What influences a ransomware victim’s decision to pay? A Dutch researcher delves into this question, examining data from national police and incident responses spanning the past four years.
The study, led by Tom Meurs, a cybercrime researcher at the University of Twente, scrutinized 382 ransomware attacks reported to Dutch police and data from nearly 100 incidents provided by an incident responder. The majority of cases involved companies in the Netherlands, the world’s 18th-largest economy.
- Third-Party Incident Response Firms: Companies engaging with a third-party incident response firm display a higher willingness to pay extortionists.

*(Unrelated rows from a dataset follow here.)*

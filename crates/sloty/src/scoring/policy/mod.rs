//! Policy selection: which tier and category scores a record, if any.
//!
//! Selection walks the record's kind, then year and raw points, then (for
//! monographs) the publisher level, structural kind, credited roles and the
//! HST grouping of its disciplines. The first rule that decides wins.

mod error;
mod schedule;

pub use error::{IntegrityViolation, NotScorable, PolicyError};
pub use schedule::{
    ConferenceSchedule, ContinuousSchedule, MonographRule, PolicySchedule, PublisherLevel,
    ScheduleError,
};

use std::collections::BTreeMap;
use std::sync::Arc;

use rust_decimal::Decimal;
use tracing::debug;

use super::calculator::{CalcMode, Calculator, Category, StructuralKind, Tier};
use super::contributions::ContributionFilter;
use super::domain::{
    DisciplineId, InstitutionConfig, PublicationKind, PublicationRecord, Responsibility,
    NO_PUBLISHER_TIER,
};
use super::reference::ReferenceCatalog;

/// Chooses the calculator that applies to a record.
pub struct PolicySelector<C> {
    catalog: Arc<C>,
    schedule: Arc<PolicySchedule>,
}

impl<C> Clone for PolicySelector<C> {
    fn clone(&self) -> Self {
        Self {
            catalog: Arc::clone(&self.catalog),
            schedule: Arc::clone(&self.schedule),
        }
    }
}

impl<C> PolicySelector<C>
where
    C: ReferenceCatalog,
{
    pub fn new(catalog: Arc<C>, schedule: PolicySchedule) -> Self {
        Self {
            catalog,
            schedule: Arc::new(schedule),
        }
    }

    pub fn schedule(&self) -> &PolicySchedule {
        &self.schedule
    }

    pub fn select<'r>(
        &self,
        record: &'r PublicationRecord,
        institution: &InstitutionConfig,
    ) -> Result<Calculator<'r>, PolicyError> {
        let outcome = self.resolve(record, institution);
        match &outcome {
            Ok(calculator) => debug!(
                record = record.id.0,
                tier = %calculator.tier(),
                category = %calculator.category(),
                "scoring policy selected"
            ),
            Err(PolicyError::NotScorable(not_scorable)) => debug!(
                record = record.id.0,
                reason = not_scorable.reason(),
                "record not scorable"
            ),
            Err(PolicyError::Integrity(violation)) => debug!(
                record = record.id.0,
                error = %violation,
                "record failed integrity checks"
            ),
        }
        outcome
    }

    fn resolve<'r>(
        &self,
        record: &'r PublicationRecord,
        institution: &InstitutionConfig,
    ) -> Result<Calculator<'r>, PolicyError> {
        match record.kind {
            PublicationKind::Patent => {
                return Err(PolicyError::not_scorable("patents are not scored"))
            }
            PublicationKind::MultiInstitutionWork => {
                return Err(PolicyError::not_scorable(
                    "multi-institution works are not scored",
                ))
            }
            _ => {}
        }

        if institution.hides(record.correction_status) {
            let status = record.correction_status.map(|status| status.0).unwrap_or_default();
            return Err(PolicyError::not_scorable(format!(
                "correction status {status} is hidden from scoring"
            )));
        }

        let Some(year) = record.year else {
            let filter = ContributionFilter::new(&record.contributions);
            if filter.referenced_disciplines().is_empty() {
                return Err(PolicyError::not_scorable("record has no publication year"));
            }
            return Err(IntegrityViolation::DisciplinesWithoutYear { record: record.id }.into());
        };

        match record.kind {
            PublicationKind::ContinuousWork => self.continuous_work(record, year),
            PublicationKind::MonographBook
            | PublicationKind::MonographChapter
            | PublicationKind::ConferencePaper => self.monograph(record, year),
            PublicationKind::DoctoralThesis | PublicationKind::HabilitationThesis => {
                if record.raw_points > Decimal::ZERO {
                    Err(PolicyError::not_scorable(format!(
                        "cannot be matched to any scoring group ({}, year {year}, points {})",
                        record.kind.label(),
                        record.raw_points
                    )))
                } else {
                    Err(PolicyError::not_scorable(format!(
                        "unrecognized publication type {}",
                        record.kind.label()
                    )))
                }
            }
            PublicationKind::Patent | PublicationKind::MultiInstitutionWork => Err(
                PolicyError::not_scorable(format!("{} is not scored", record.kind.label())),
            ),
        }
    }

    fn continuous_work<'r>(
        &self,
        record: &'r PublicationRecord,
        year: i32,
    ) -> Result<Calculator<'r>, PolicyError> {
        let table = &self.schedule.continuous;
        let points = record.raw_points;
        let positive = points > Decimal::ZERO;

        let tier = if (self.schedule.min_year..=table.legacy_last_year).contains(&year) {
            if points >= table.legacy_tier1_floor {
                Some(Tier::Tier1)
            } else if table.legacy_tier2_points.contains(&points) {
                Some(Tier::Tier2)
            } else if positive && points < table.legacy_tier3_below {
                Some(Tier::Tier3)
            } else {
                None
            }
        } else if year > table.legacy_last_year && year <= self.schedule.max_year {
            if table.tier1_points.contains(&points) {
                Some(Tier::Tier1)
            } else if table.tier2_points.contains(&points) {
                Some(Tier::Tier2)
            } else if positive && points <= table.tier3_up_to {
                Some(Tier::Tier3)
            } else {
                None
            }
        } else {
            None
        };

        let tier = tier.ok_or_else(|| {
            PolicyError::not_scorable(format!(
                "points/year combination unmapped (year {year}, points {points})"
            ))
        })?;

        Ok(Calculator::new(record, tier, Category::ContinuousWork))
    }

    fn monograph<'r>(
        &self,
        record: &'r PublicationRecord,
        year: i32,
    ) -> Result<Calculator<'r>, PolicyError> {
        let schedule = &self.schedule;
        if year < schedule.min_year || year > schedule.max_year {
            return Err(PolicyError::not_scorable(format!(
                "year {year} outside the scored range {}-{}",
                schedule.min_year, schedule.max_year
            )));
        }

        let publisher_tier = record
            .publisher
            .and_then(|publisher| self.catalog.publisher_tier(publisher, year))
            .unwrap_or(NO_PUBLISHER_TIER);

        if record.kind == PublicationKind::ConferencePaper {
            let tier = self.conference_tier(record, publisher_tier)?;
            return Ok(Calculator::new(record, tier, Category::ConferencePaper));
        }

        let structural_kind = structural_kind(record)?;
        let filter = ContributionFilter::new(&record.contributions);
        let mode = match structural_kind {
            StructuralKind::Book => {
                let authors = filter.has_role(Responsibility::Author);
                let editors = filter.has_role(Responsibility::Editor);
                match (authors, editors) {
                    (true, false) => CalcMode::AuthorshipOfMonograph,
                    (false, true) => CalcMode::EditorshipOfMonograph,
                    (true, true) => {
                        return Err(PolicyError::not_scorable(
                            "both author and editor roles present",
                        ))
                    }
                    (false, false) => return Err(PolicyError::not_scorable("no qualifying roles")),
                }
            }
            StructuralKind::Chapter => CalcMode::ChapterInMonograph,
        };

        let (is_hst, hst_disciplines) = self.hst_grouping(record, &filter)?;
        let raw_points = record.raw_points;

        let tier = schedule
            .monograph_rule(PublisherLevel::from_tier(publisher_tier), mode)
            .filter(|rule| rule.matches(raw_points, is_hst))
            .map(|rule| rule.tier)
            .ok_or_else(|| {
                PolicyError::not_scorable(format!(
                    "cannot be matched to any scoring group (publisher tier {publisher_tier}, \
                     {structural_kind}, {mode}, points {raw_points}, hst {is_hst})"
                ))
            })?;

        let multipliers: BTreeMap<_, _> = if schedule.hst_monograph_multiplier == Decimal::ONE {
            BTreeMap::new()
        } else {
            hst_disciplines
                .into_iter()
                .map(|discipline| (discipline, schedule.hst_monograph_multiplier))
                .collect()
        };

        Ok(Calculator::new(record, tier, Category::Monograph(mode)).with_multipliers(multipliers))
    }

    fn conference_tier(
        &self,
        record: &PublicationRecord,
        publisher_tier: i8,
    ) -> Result<Tier, PolicyError> {
        let table = &self.schedule.conference;
        let points = record.raw_points;

        if points == table.indexed_tier3_points
            && self.catalog.is_indexed(record.id, &table.indexed_database)
        {
            return Ok(Tier::Tier3);
        }
        if table.tier1_points.contains(&points) {
            return Ok(Tier::Tier1);
        }
        if table.tier2_points.contains(&points) {
            return Ok(Tier::Tier2);
        }
        if points == table.ranked_publisher_points {
            return Ok(if publisher_tier == 1 {
                Tier::Tier2
            } else {
                Tier::Tier3
            });
        }
        if points == table.top_publisher_points && publisher_tier == 2 {
            return Ok(Tier::Tier1);
        }
        if table.tier3_points.contains(&points) {
            return Ok(Tier::Tier3);
        }

        Err(PolicyError::not_scorable(format!(
            "conference paper points/publisher combination unmapped \
             (points {points}, publisher tier {publisher_tier})"
        )))
    }

    /// HST flag shared by every referenced discipline, plus the HST disciplines themselves.
    fn hst_grouping(
        &self,
        record: &PublicationRecord,
        filter: &ContributionFilter<'_>,
    ) -> Result<(bool, Vec<DisciplineId>), PolicyError> {
        let referenced = filter.referenced_disciplines();
        if referenced.is_empty() {
            return Err(PolicyError::not_scorable("record references no disciplines"));
        }

        let mut hst = Vec::new();
        let mut other = 0usize;
        for id in referenced {
            let discipline =
                self.catalog
                    .discipline(id)
                    .ok_or(IntegrityViolation::UnknownDiscipline {
                        record: record.id,
                        discipline: id,
                    })?;
            if discipline.is_hst {
                hst.push(id);
            } else {
                other += 1;
            }
        }

        match (hst.is_empty(), other) {
            (false, 0) => Ok((true, hst)),
            (true, _) => Ok((false, hst)),
            (false, _) => Err(PolicyError::not_scorable("mixed HST/non-HST not supported")),
        }
    }
}

fn structural_kind(record: &PublicationRecord) -> Result<StructuralKind, PolicyError> {
    let Some(formal) = &record.formal_character else {
        return match record.kind {
            PublicationKind::MonographChapter => Ok(StructuralKind::Chapter),
            _ => Ok(StructuralKind::Book),
        };
    };

    match (formal.book, formal.chapter) {
        (true, false) => Ok(StructuralKind::Book),
        (false, true) => Ok(StructuralKind::Chapter),
        (true, true) => Err(IntegrityViolation::BookAndChapter {
            record: record.id,
            code: formal.code.clone(),
        }
        .into()),
        (false, false) => Err(PolicyError::not_scorable(format!(
            "formal character '{}' is neither book nor chapter",
            formal.code
        ))),
    }
}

- Insurance Coverage: While having insurance correlates with paying a higher ransom, it doesn’t necessarily increase the likelihood of paying initially. Companies with insurance paid significantly higher average ransoms, suggesting a potential moral hazard or the influence of ethical considerations.
- Data Exfiltration: In cases where ransomware actors exfiltrate data, companies are more prone to paying ransoms. Exfiltration leads to payments in 40% of cases, with averages exceeding €1.2 million.
- Backed-Up Data: Companies with backed-up data are less likely to pay a ransom. However, when they do, the average payment is higher than those without backups, potentially linked to the perceived value of data.
- Sector Variations: Despite having high backup rates, the information technology sector is a prime target for ransomware, paying an average of over €268,000. The explanation lies in the sector’s critical role in providing infrastructure and services to numerous clients, enhancing the leverage of ransomware groups.
In the period from 2019 to 2022, 28% of 430 victims reported paying a ransom, with an average of just over €431,000 and a median of €35,000. Understanding these dynamics provides valuable insights into the complex decision-making processes of ransomware victims.